I know my way of thinking is high risk high reward but Id rather throw a Hail Mary at life. Every waking moment of my life is fishing... it on the TV its on the computer, Im on the water, Im at the tackle shops, going to seminars, scouting new areas, exc exc if im not doing something related to fishing in my mind Im wishing I was. I don't want to wish... I want to make it happen.


----------



## mamacarr (Nov 15, 2014)

So how do you make a living if you fish all the time?


----------



## LIM-IT-OUT (Aug 26, 2014)

Im active duty Navy. And fish everyday I can after / before work... I pull alot of double shifts which gives me the next day off... ill work 16- 20hrs sleep for 5 allowing me to be on the water a little more.

I used to fish all night go to work at 5am work a full day sleep until 10pm which gave me about 6 hrs of sleep and do it all over again.

I did 6 years aboard CVN74 with 3 6-8 month tours over seas. That allowed me to build up my credit and save some money.
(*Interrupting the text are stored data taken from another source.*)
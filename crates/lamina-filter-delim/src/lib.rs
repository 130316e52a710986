#![cfg_attr(not(feature = "std"), no_std)]
#![deny(unsafe_code)]
#![doc = "lamina-filter-delim: 保持消息边界的分帧过滤器。"]
#![doc = ""]
#![doc = "把字节流切成带校验的消息帧：一次用户写就是一条消息，对端的一次"]
#![doc = "读事件恰好还原同一条消息。无握手、无状态协商，是验证栈运行时"]
#![doc = "数据泵与背压路径的最小真实过滤器。"]

extern crate alloc;

mod delim;

pub use delim::{CTL_DROPPED_FRAMES, CTL_MAX_FRAME_SIZE, DelimConfig, DelimFilter};
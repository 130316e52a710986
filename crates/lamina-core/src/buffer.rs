use alloc::vec;
use alloc::vec::Vec;

use crate::{Result, error::CoreError, error::codes};

/// `ReadBuf` 是句柄下层的单块连续读缓冲。
///
/// # 设计背景（Why）
/// - 读路径的核心约定是"消费任意前缀"：上层一次可能只取走部分字节，
///   剩余后缀必须原位保留，等读使能恢复后重新投递；
/// - 单块固定容量换来零重分配与可预测的内存占用，容量为 0 表达"只写模式"。
///
/// # 契约说明（What）
/// - 不变量：`0 <= pos <= pos + len <= capacity`；
/// - `fill` 仅允许在缓冲为空时调用，由闭包一次性写入起始段；
/// - `consume` 截掉已消费前缀，耗尽时自动复位到起点。
#[derive(Debug)]
pub struct ReadBuf {
    data: Vec<u8>,
    pos: usize,
    len: usize,
}

impl ReadBuf {
    /// 以固定容量创建缓冲；容量 0 表示只写模式。
    pub fn new(capacity: usize) -> Self {
        Self {
            data: vec![0; capacity],
            pos: 0,
            len: 0,
        }
    }

    /// 返回容量。
    pub fn capacity(&self) -> usize {
        self.data.len()
    }

    /// 返回未消费字节数。
    pub fn len(&self) -> usize {
        self.len
    }

    /// 是否没有未消费字节。
    pub fn is_empty(&self) -> bool {
        self.len == 0
    }

    /// 返回未消费的字节段。
    pub fn unread(&self) -> &[u8] {
        &self.data[self.pos..self.pos + self.len]
    }

    /// 在缓冲为空时由闭包填充数据，返回填充的字节数。
    ///
    /// # 契约说明（What）
    /// - **前置条件**：`is_empty()` 为真；容量为 0 时返回 `endpoint.not_ready`；
    /// - **后置条件**：成功后 `pos == 0` 且 `len` 等于闭包写入量。
    pub fn fill(&mut self, read: impl FnOnce(&mut [u8]) -> Result<usize>) -> Result<usize> {
        debug_assert!(self.is_empty(), "fill 只允许在缓冲耗尽后调用");
        if self.data.is_empty() {
            return Err(CoreError::new(
                codes::NOT_READY,
                "read attempted on a write-only buffer",
            ));
        }
        let count = read(&mut self.data)?;
        debug_assert!(count <= self.data.len());
        self.pos = 0;
        self.len = count;
        Ok(count)
    }

    /// 消费前缀 `count` 字节；超过剩余量时按剩余量截断。
    pub fn consume(&mut self, count: usize) {
        let taken = count.min(self.len);
        self.pos += taken;
        self.len -= taken;
        if self.len == 0 {
            self.pos = 0;
        }
    }

    /// 丢弃全部未消费字节。
    pub fn clear(&mut self) {
        self.pos = 0;
        self.len = 0;
    }
}

#[cfg(test)]
mod tests {
    use super::*;

    #[test]
    fn partial_consume_keeps_suffix() {
        let mut buf = ReadBuf::new(16);
        buf.fill(|dst| {
            dst[..5].copy_from_slice(b"hello");
            Ok(5)
        })
        .unwrap();
        assert_eq!(buf.unread(), b"hello");

        buf.consume(2);
        assert_eq!(buf.unread(), b"llo", "未消费后缀必须原位保留");

        buf.consume(3);
        assert!(buf.is_empty());
        assert_eq!(buf.capacity(), 16);
    }

    #[test]
    fn write_only_buffer_rejects_fill() {
        let mut buf = ReadBuf::new(0);
        let err = buf.fill(|_| Ok(0)).unwrap_err();
        assert!(err.is_not_ready());
    }

    #[test]
    fn consume_past_end_saturates() {
        let mut buf = ReadBuf::new(4);
        buf.fill(|dst| {
            dst[..2].copy_from_slice(b"ab");
            Ok(2)
        })
        .unwrap();
        buf.consume(10);
        assert!(buf.is_empty());
    }
}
Here I am today at NASP... ready to join the active reserves to keep me here in Pensacola and my military benefits while pursuing a career in the fishing industry.

There it is Guys 

Soon Ill be the new Capt. In town... yes I know the business has already alot of competition and some already stable captains. Ive built up a little reputation, have collected a good amount of sponsors, and have built a network with some local guides and local anglers, I have no enemies and alot of friends that are willing to guide me through different aspects of the industry.


----------



## Dustin (Oct 3, 2012)

LIM-IT-OUT said:


> BECOME A PROFESSIONAL FISHERMEN:thumbup:
> 
> God only gives us one life but you have to write the book, I say if you have a passion or dream go for it. I know too many people that either don't like there job or just do the job because the money is good... You cant pay me enough to stay off the water :no:
> 
> ...


Now that's passion! 
I wish you all the luck in the world, man. 
:thumbup:


----------



## LIM-IT-OUT (Aug 26, 2014)

PFF
allowed me to realize that meeting new people and fishing with them just came natural. I enjoy teaching folks what I know and I myself learn alot from those I meet. At the end of the day a wealth of knowledge was shared and a start to a new friendship. 

That lit a light bulb


----------



## FishOn101 (Oct 2, 2007)

very nice report...............thanks guys.


----------



## etrade92 (Jul 30, 2015)

LIM-IT-OUT said:


> BECOME A PROFESSIONAL FISHERMEN:thumbup:
> 
> God only gives us one life but you have to write the book, I say if you have a passion or dream go for it. I know too many people that either don't like there job or just do the job because the money is good... You cant pay me enough to stay off the water :no:
> 
> ...


I agree success is not measured in how much money you make but how happy you are!


----------



## Reel fishing girl 86 (Sep 4, 2014)

LIM-IT-OUT said:


> BECOME A PROFESSIONAL FISHERMEN:thumbup:
> 
> God only gives us one life but you have to write the book, I say if you have a passion or dream go for it. I know too many people that either don't like there job or just do the job because the money is good... You cant pay me enough to stay off the water :no:
> 
> ...


I would rather you be happy and look foward to going to work then come home from work and be grumpy because you hate your job... not everyone can take a risk like you and pull it off ... I am so proud of all your hard work and I know you will do great things .. as for the haters on here let them hate .. you have so many people that love to read your reports you are an inspiration to so many people and you have so much knowledge about fishing that your willing to share alot of people wont . Keep up the hard work it has already paid off .. and like you said you only get one life to live so live it to the fullest . who needs a big house or 3 cars or a ton of money living life to the fullest makes you richer than any of those things ...


----------



## testoner (Oct 18, 2014)

First, great report.

Second, great statement on life. Pursue your passion and you will never work a day in your life.


----------



## 16BAMA (Mar 16, 2008)

I had an older friend of mine who passed away several years ago that shared your passion. He worked to be able to fish and fished every moment he could. My only regret is not taking the time to fish with him more when he was here. He was the best fisherman I've ever known and enjoyed every minute on the water - no bad days. Learned a lot about life and fishing from him. 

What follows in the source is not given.